◆ What you should do
Look through the material that follows and show every line with the string "Maximum".

────────────────────────────────────────

use serde::{Deserialize, Serialize};
use serde_json::Value;

/// Maximum number of skills kept per set
pub const MAX_SKILLS: usize = 20;

/// Maximum length (in characters) of a single skill entry
pub const MAX_SKILL_LEN: usize = 50;

const EMPTY_ARRAY_MARKER: &str = "[]";
const DELIMITERS: [char; 4] = [',', ';', '|', '\n'];

/// Normalized, ordered list of skills
///
/// Entries are trimmed, between 1 and 50 characters long, and there are never
/// more than 20 of them. Original case is kept for display; comparisons go
/// through [`SkillSet::lowercased`].
///
/// Deserializes from any JSON shape (array, JSON-encoded string, delimited
/// string, null) and never fails doing so.
#[derive(Debug, Clone, Default, PartialEq, Eq, Serialize, Deserialize)]
#[serde(from = "Value", into = "Vec<String>")]
pub struct SkillSet(Vec<String>);

impl SkillSet {
    /// Build a skill set from an already-split list
    pub fn from_list<I, S>(items: I) -> Self
    where
        I: IntoIterator<Item = S>,
        S: AsRef<str>,
    {
        Self::finish(items.into_iter().map(|s| s.as_ref().to_string()))
    }

    /// Parse free text, a JSON-encoded array, or a delimited list
    pub fn parse(raw: &str) -> Self {
        let trimmed = raw.trim();
        if trimmed.is_empty() || trimmed == EMPTY_ARRAY_MARKER {
            return Self::default();
        }

        if trimmed.starts_with('[') && trimmed.ends_with(']') {
            match serde_json::from_str::<Vec<Value>>(trimmed) {
                Ok(values) => return Self::from_values(&values),
                Err(e) => {
                    tracing::debug!("Malformed JSON skill list {:?}, splitting instead: {}", trimmed, e);
                    let inner = trimmed[1..trimmed.len() - 1].replace(['"', '\''], "");
                    return Self::split_delimited(&inner);
                }
            }
        }

        Self::split_delimited(trimmed)
    }

    /// Normalize a raw JSON value of unknown shape
    pub fn from_value(value: &Value) -> Self {
        match value {
            Value::Null => Self::default(),
            Value::Array(values) => Self::from_values(values),
            Value::String(raw) => Self::parse(raw),
            other => {
                tracing::debug!("Unsupported skill input {}, treating as empty", other);
                Self::default()
            }
        }
    }

    /// Normalize an optional raw value; absent input yields an empty set
    pub fn from_optional(value: Option<&Value>) -> Self {
        value.map(Self::from_value).unwrap_or_default()
    }

    fn from_values(values: &[Value]) -> Self {
        Self::finish(values.iter().filter_map(|value| match value {
            Value::String(s) => Some(s.clone()),
            Value::Number(n) => Some(n.to_string()),
            Value::Bool(b) => Some(b.to_string()),
            other => {
                tracing::debug!("Dropping non-scalar skill entry {}", other);
                None
            }
        }))
    }

    fn split_delimited(raw: &str) -> Self {
        Self::finish(raw.split(DELIMITERS).map(str::to_string))
    }

    fn finish(entries: impl Iterator<Item = String>) -> Self {
        let skills = entries
            .map(|s| s.trim().to_string())
            .filter(|s| {
                let len = s.chars().count();
                len > 0 && len <= MAX_SKILL_LEN
            })
            .take(MAX_SKILLS)
            .collect();

        SkillSet(skills)
    }

    pub fn iter(&self) -> impl Iterator<Item = &str> {
        self.0.iter().map(String::as_str)
    }

    /// Lowercased comparison keys, in order
    pub fn lowercased(&self) -> Vec<String> {
        self.0.iter().map(|s| s.to_lowercase()).collect()
    }

    /// Skills joined with a single space, as used for text classification
    pub fn joined(&self) -> String {
        self.0.join(" ")
    }

    pub fn as_slice(&self) -> &[String] {
        &self.0
    }

    pub fn len(&self) -> usize {
        self.0.len()
    }

    pub fn is_empty(&self) -> bool {
        self.0.is_empty()
    }
}

impl From<Value> for SkillSet {
    fn from(value: Value) -> Self {
        Self::from_value(&value)
    }
}

impl From<&str> for SkillSet {
    fn from(raw: &str) -> Self {
        Self::parse(raw)
    }
}

impl From<SkillSet> for Vec<String> {
    fn from(skills: SkillSet) -> Self {
        skills.0
    }
}

impl<'a> IntoIterator for &'a SkillSet {
    type Item = &'a String;
    type IntoIter = std::slice::Iter<'a, String>;

    fn into_iter(self) -> Self::IntoIter {
        self.0.iter()
    }
}

#[cfg(test)]
mod tests {
    use super::*;
    use serde_json::json;

    #[test]
    fn test_absent_and_null_are_empty() {
        assert!(SkillSet::from_optional(None).is_empty());
        assert!(SkillSet::from_value(&Value::Null).is_empty());
    }

    #[test]
    fn test_empty_string_and_marker() {
        assert!(SkillSet::parse("").is_empty());
        assert!(SkillSet::parse("   ").is_empty());
        assert!(SkillSet::parse("[]").is_empty());
        assert!(SkillSet::parse(" [] ").is_empty());
    }

    #[test]
    fn test_comma_split_trims() {
        let skills = SkillSet::parse(" React ,  Node.js,SQL ");
        assert_eq!(skills.as_slice(), &["React", "Node.js", "SQL"]);
    }

    #[test]
    fn test_other_delimiters() {
        let skills = SkillSet::parse("rust;go|python\nc++");
        assert_eq!(skills.as_slice(), &["rust", "go", "python", "c++"]);
    }

    #[test]
    fn test_json_array_string() {
        let skills = SkillSet::parse(r#"["React", "TypeScript"]"#);
        assert_eq!(skills.as_slice(), &["React", "TypeScript"]);
    }

    #[test]
    fn test_malformed_json_falls_back_to_split() {
        // no closing bracket, so this is a plain delimited string
        let skills = SkillSet::parse(r#"["React", "Node"#);
        assert_eq!(skills.len(), 2);

        let skills = SkillSet::parse("[React, 'Node', \"Go]");
        assert_eq!(skills.as_slice(), &["React", "Node", "Go"]);
    }

    #[test]
    fn test_native_array_stringifies_scalars() {
        let skills = SkillSet::from_value(&json!(["Rust", 5, true, null, {"a": 1}, ["x"]]));
        assert_eq!(skills.as_slice(), &["Rust", "5", "true"]);
    }

    #[test]
    fn test_drops_empty_and_overlong_entries() {
        let long = "x".repeat(MAX_SKILL_LEN + 1);
        let exact = "y".repeat(MAX_SKILL_LEN);
        let skills = SkillSet::from_list(["", "  ", long.as_str(), exact.as_str(), "ok"]);
        assert_eq!(skills.as_slice(), &[exact.as_str(), "ok"]);
    }

    #[test]
    fn test_caps_at_twenty_in_order() {
        let raw: Vec<String> = (0..30).map(|i| format!("skill{}", i)).collect();
        let skills = SkillSet::from_list(&raw);
        assert_eq!(skills.len(), MAX_SKILLS);
        assert_eq!(skills.as_slice()[0], "skill0");
        assert_eq!(skills.as_slice()[19], "skill19");
    }

    #[test]
    fn test_normalization_is_idempotent() {
        let once = SkillSet::parse(" Docker | Kubernetes ;; AWS ");
        let twice = SkillSet::from_list(once.iter());
        assert_eq!(once, twice);

        let reparsed: SkillSet = serde_json::from_value(serde_json::to_value(&once).unwrap()).unwrap();
        assert_eq!(once, reparsed);
    }

    #[test]
    fn test_other_json_types_are_empty() {
        assert!(SkillSet::from_value(&json!(42)).is_empty());
        assert!(SkillSet::from_value(&json!({"skills": ["a"]})).is_empty());
    }

    #[test]
    fn test_deserialize_from_any_shape() {
        #[derive(Deserialize)]
        struct Holder {
            #[serde(default)]
            skills: SkillSet,
        }

        let from_array: Holder = serde_json::from_value(json!({"skills": ["A", "B"]})).unwrap();
        let from_string: Holder = serde_json::from_value(json!({"skills": "A, B"})).unwrap();
        let from_encoded: Holder = serde_json::from_value(json!({"skills": "[\"A\",\"B\"]"})).unwrap();
        let from_null: Holder = serde_json::from_value(json!({"skills": null})).unwrap();
        let missing: Holder = serde_json::from_value(json!({})).unwrap();

        assert_eq!(from_array.skills.as_slice(), &["A", "B"]);
        assert_eq!(from_string.skills, from_array.skills);
        assert_eq!(from_encoded.skills, from_array.skills);
        assert!(from_null.skills.is_empty());
        assert!(missing.skills.is_empty());
    }

    #[test]
    fn test_lowercased_keys() {
        let skills = SkillSet::from_list(["React", "AWS"]);
        assert_eq!(skills.lowercased(), vec!["react", "aws"]);
        assert_eq!(skills.joined(), "React AWS");
    }
}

────────────────────────────────────────

◆ Result of the exercise
/// Maximum number of skills kept per set
/// Maximum length (in characters) of a single skill entry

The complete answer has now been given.